- Opening Delimiter -

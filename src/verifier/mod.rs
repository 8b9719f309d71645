pub mod extract;

use std::path::Path;

use anyhow::Context;

use crate::runner;

pub use extract::{ExtractMode, Extractor};

/// What a labelled verifier prints when it has no value for a hash, e.g. an
/// image acquired without a stored SHA1. Kept distinct from an absent line.
pub const NOT_AVAILABLE: &str = "N/A";

/// Stored/computed values for one hash algorithm.
///
/// `stored` is the hash recorded in the image's metadata at acquisition time,
/// `computed` is the hash the verifier recalculated over the image data.
#[derive(Debug, Clone, Default, PartialEq, Eq)]
pub struct HashPair {
    pub stored: Option<String>,
    pub computed: Option<String>,
}

impl HashPair {
    /// Build a pair from hashes in order of appearance: index 0 is the stored
    /// value, index 1 the computed one. Missing entries stay `None`.
    pub fn from_positional(values: &[&str]) -> Self {
        Self {
            stored: values.first().map(|s| (*s).to_string()),
            computed: values.get(1).map(|s| (*s).to_string()),
        }
    }
}

/// What a single verifier reported for a single image.
#[derive(Debug, Clone, Default, PartialEq, Eq)]
pub struct VerificationResult {
    pub exit_code: i32,
    pub output: String,
    pub md5: HashPair,
    /// `None` when the verifier reported no SHA1 (not every image carries one).
    pub sha1: Option<HashPair>,
}

/// Anything that can verify an image and report its hashes.
pub trait HashVerifier {
    /// Short name used in reports, e.g. `ewfverify`.
    fn name(&self) -> &str;

    /// Verify the image at `path`.
    ///
    /// # Errors
    ///
    /// Returns an error if the verifier could not be run at all. A verifier
    /// that runs and reports a failure is not an error.
    fn run(&self, path: &Path) -> anyhow::Result<VerificationResult>;
}

/// A verifier backed by an external program.
#[derive(Debug, Clone)]
pub struct CommandVerifier {
    name: String,
    command: String,
    extractor: Extractor,
}

impl CommandVerifier {
    /// `command` is the program plus any leading arguments; the image path
    /// is appended as the final argument.
    pub fn new(name: impl Into<String>, command: impl Into<String>, extractor: Extractor) -> Self {
        Self {
            name: name.into(),
            command: command.into(),
            extractor,
        }
    }
}

impl HashVerifier for CommandVerifier {
    fn name(&self) -> &str {
        &self.name
    }

    fn run(&self, path: &Path) -> anyhow::Result<VerificationResult> {
        if crate::debug_enabled() {
            eprintln!("[everify] running: {} {}", self.command, path.display());
        }
        let out = runner::execute(&self.command, [path])
            .with_context(|| format!("failed to run {} on {}", self.name, path.display()))?;
        let hashes = self.extractor.extract(&out.combined);
        if crate::debug_enabled() {
            eprintln!(
                "[everify] {}: exit code {}, md5 {:?}, sha1 {:?}",
                self.name, out.exit_code, hashes.md5, hashes.sha1
            );
        }
        Ok(VerificationResult {
            exit_code: out.exit_code,
            output: out.combined,
            md5: hashes.md5,
            sha1: hashes.sha1,
        })
    }
}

- Closing Delimiter -

## EXERCISE GOAL
To complete the exercise, print all of the entries exactly.

## OUTPUT BELOW
filename src/verifier/mod.rs
repository 8b9719f309d71645
pub mod extract;

use std::path::Path;

use anyhow::Context;

use crate::runner;

pub use extract::{ExtractMode, Extractor};

/// What a labelled verifier prints when it has no value for a hash, e.g. an
/// image acquired without a stored SHA1. Kept distinct from an absent line.
pub const NOT_AVAILABLE: &str = "N/A";

/// Stored/computed values for one hash algorithm.
///
/// `stored` is the hash recorded in the image's metadata at acquisition time,
/// `computed` is the hash the verifier recalculated over the image data.
#[derive(Debug, Clone, Default, PartialEq, Eq)]
pub struct HashPair {
    pub stored: Option<String>,
    pub computed: Option<String>,
}

impl HashPair {
    /// Build a pair from hashes in order of appearance: index 0 is the stored
    /// value, index 1 the computed one. Missing entries stay `None`.
    pub fn from_positional(values: &[&str]) -> Self {
        Self {
            stored: values.first().map(|s| (*s).to_string()),
            computed: values.get(1).map(|s| (*s).to_string()),
        }
    }
}

/// What a single verifier reported for a single image.
#[derive(Debug, Clone, Default, PartialEq, Eq)]
pub struct VerificationResult {
    pub exit_code: i32,
    pub output: String,
    pub md5: HashPair,
    /// `None` when the verifier reported no SHA1 (not every image carries one).
    pub sha1: Option<HashPair>,
}

/// Anything that can verify an image and report its hashes.
pub trait HashVerifier {
    /// Short name used in reports, e.g. `ewfverify`.
    fn name(&self) -> &str;

    /// Verify the image at `path`.
    ///
    /// # Errors
    ///
    /// Returns an error if the verifier could not be run at all. A verifier
    /// that runs and reports a failure is not an error.
    fn run(&self, path: &Path) -> anyhow::Result<VerificationResult>;
}

/// A verifier backed by an external program.
#[derive(Debug, Clone)]
pub struct CommandVerifier {
    name: String,
    command: String,
    extractor: Extractor,
}

impl CommandVerifier {
    /// `command` is the program plus any leading arguments; the image path
    /// is appended as the final argument.
    pub fn new(name: impl Into<String>, command: impl Into<String>, extractor: Extractor) -> Self {
        Self {
            name: name.into(),
            command: command.into(),
            extractor,
        }
    }
}

impl HashVerifier for CommandVerifier {
    fn name(&self) -> &str {
        &self.name
    }

    fn run(&self, path: &Path) -> anyhow::Result<VerificationResult> {
        if crate::debug_enabled() {
            eprintln!("[everify] running: {} {}", self.command, path.display());
        }
        let out = runner::execute(&self.command, [path])
            .with_context(|| format!("failed to run {} on {}", self.name, path.display()))?;
        let hashes = self.extractor.extract(&out.combined);
        if crate::debug_enabled() {
            eprintln!(
                "[everify] {}: exit code {}, md5 {:?}, sha1 {:?}",
                self.name, out.exit_code, hashes.md5, hashes.sha1
            );
        }
        Ok(VerificationResult {
            exit_code: out.exit_code,
            output: out.combined,
            md5: hashes.md5,
            sha1: hashes.sha1,
        })
    }
}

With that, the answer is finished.